Compute the squares clustering coefficient for nodes.

For each node return the fraction of possible squares that exist at the node [R204]

\[C_4(v) = \frac{ \sum_{u=1}^{k_v} \sum_{w=u+1}^{k_v} q_v(u,w) }{ \sum_{u=1}^{k_v} \sum_{w=u+1}^{k_v} [a_v(u,w) + q_v(u,w)]},\]

where \(q_v(u,w)\) are the number of common neighbors of \(u\) and \(w\) other than \(v\) (ie squares), and \(a_v(u,w) = (k_u - (1+q_v(u,w)+\theta_{uv}))(k_w - (1+q_v(u,w)+\theta_{uw}))\), where \(\theta_{uw} = 1\) if \(u\) and \(w\) are connected and 0 otherwise.


G : graph

nodes : container of nodes, optional (default=all nodes in G)
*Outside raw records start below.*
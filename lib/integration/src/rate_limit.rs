//! Per-integration rate limiting for outbound sync attempts.
//!
//! Fixed-window algorithm: the first request in a window sets the reset
//! time sixty seconds out; requests past the configured limit are rejected
//! until the window resets. Check-then-increment is atomic per integration
//! because all windows live behind one lock.

use chrono::{DateTime, Duration, Utc};
use cobalt_courier_core::IntegrationId;
use std::collections::HashMap;
use std::sync::{Arc, Mutex};

/// Window length for the fixed-window algorithm.
const WINDOW_SECONDS: i64 = 60;

/// Ephemeral counter state for one integration. Never persisted.
#[derive(Debug, Clone)]
struct RateWindow {
    /// Requests admitted in the current window.
    count: u32,
    /// When the current window expires.
    reset_at: DateTime<Utc>,
}

/// Result of a rate limit check.
#[derive(Debug, Clone, PartialEq, Eq)]
pub enum RateLimitDecision {
    /// Request is allowed.
    Allowed {
        remaining: u32,
        resets_at: DateTime<Utc>,
    },
    /// Rate limit exceeded; retry after the window resets.
    Exceeded {
        retry_after: Duration,
        resets_at: DateTime<Utc>,
    },
}

impl RateLimitDecision {
    /// Returns true if the request is allowed.
    #[must_use]
    pub fn is_allowed(&self) -> bool {
        matches!(self, Self::Allowed { .. })
    }
}

/// Fixed-window rate limiter keyed by integration id.
///
/// The per-minute limit comes from each integration's configuration; the
/// `burst_limit` and `requests_per_hour` fields are reserved for a
/// token-bucket upgrade and are not consulted here.
#[derive(Debug, Default)]
pub struct RateLimiter {
    windows: Arc<Mutex<HashMap<IntegrationId, RateWindow>>>,
}

impl RateLimiter {
    /// Creates a rate limiter with no recorded windows.
    #[must_use]
    pub fn new() -> Self {
        Self::default()
    }

    /// Checks whether a request is allowed and, if so, counts it.
    pub fn check_and_increment(&self, id: IntegrationId, limit: u32) -> RateLimitDecision {
        self.check_and_increment_at(id, limit, Utc::now())
    }

    /// Time-injected variant of [`check_and_increment`](Self::check_and_increment).
    pub fn check_and_increment_at(
        &self,
        id: IntegrationId,
        limit: u32,
        now: DateTime<Utc>,
    ) -> RateLimitDecision {
        let mut windows = self.windows.lock().unwrap();
        let window_duration = Duration::seconds(WINDOW_SECONDS);

        match windows.get_mut(&id) {
            Some(window) if now < window.reset_at => {
                if window.count < limit {
                    window.count += 1;
                    RateLimitDecision::Allowed {
                        remaining: limit - window.count,
                        resets_at: window.reset_at,
                    }
                } else {
                    RateLimitDecision::Exceeded {
                        retry_after: window.reset_at - now,
                        resets_at: window.reset_at,
                    }
                }
            }
            _ => {
                // First request, or the window has expired: start a fresh one.
                let reset_at = now + window_duration;
                windows.insert(id, RateWindow { count: 1, reset_at });
                RateLimitDecision::Allowed {
                    remaining: limit.saturating_sub(1),
                    resets_at: reset_at,
                }
            }
        }
    }

    /// Clears the window for an integration.
    pub fn reset(&self, id: IntegrationId) {
        let mut windows = self.windows.lock().unwrap();
        windows.remove(&id);
    }
}

impl Clone for RateLimiter {
    fn clone(&self) -> Self {
        Self {
            windows: Arc::clone(&self.windows),
        }
    }
}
Compute clustering for nodes in this container.


c4 : dictionary

A dictionary keyed by node with the square clustering coefficient value.


While \(C_3(v)\) (triangle clustering) gives the probability that two neighbors of node v are connected with each other, \(C_4(v)\) is the probability that two neighbors of node v share a common neighbor different from v. This algorithm can be applied to both bipartite and unipartite networks.


[R204](1, 2) Pedro G. Lind, Marta C. González, and Hans J. Herrmann. 2005 Cycles and clustering in bipartite networks. Physical Review E (72) 056127.


>>> G=nx.complete_graph(5)
>>> print(nx.square_clustering(G,0))
>>> print(nx.square_clustering(G))
{0: 1.0, 1: 1.0, 2: 1.0, 3: 1.0, 4: 1.0}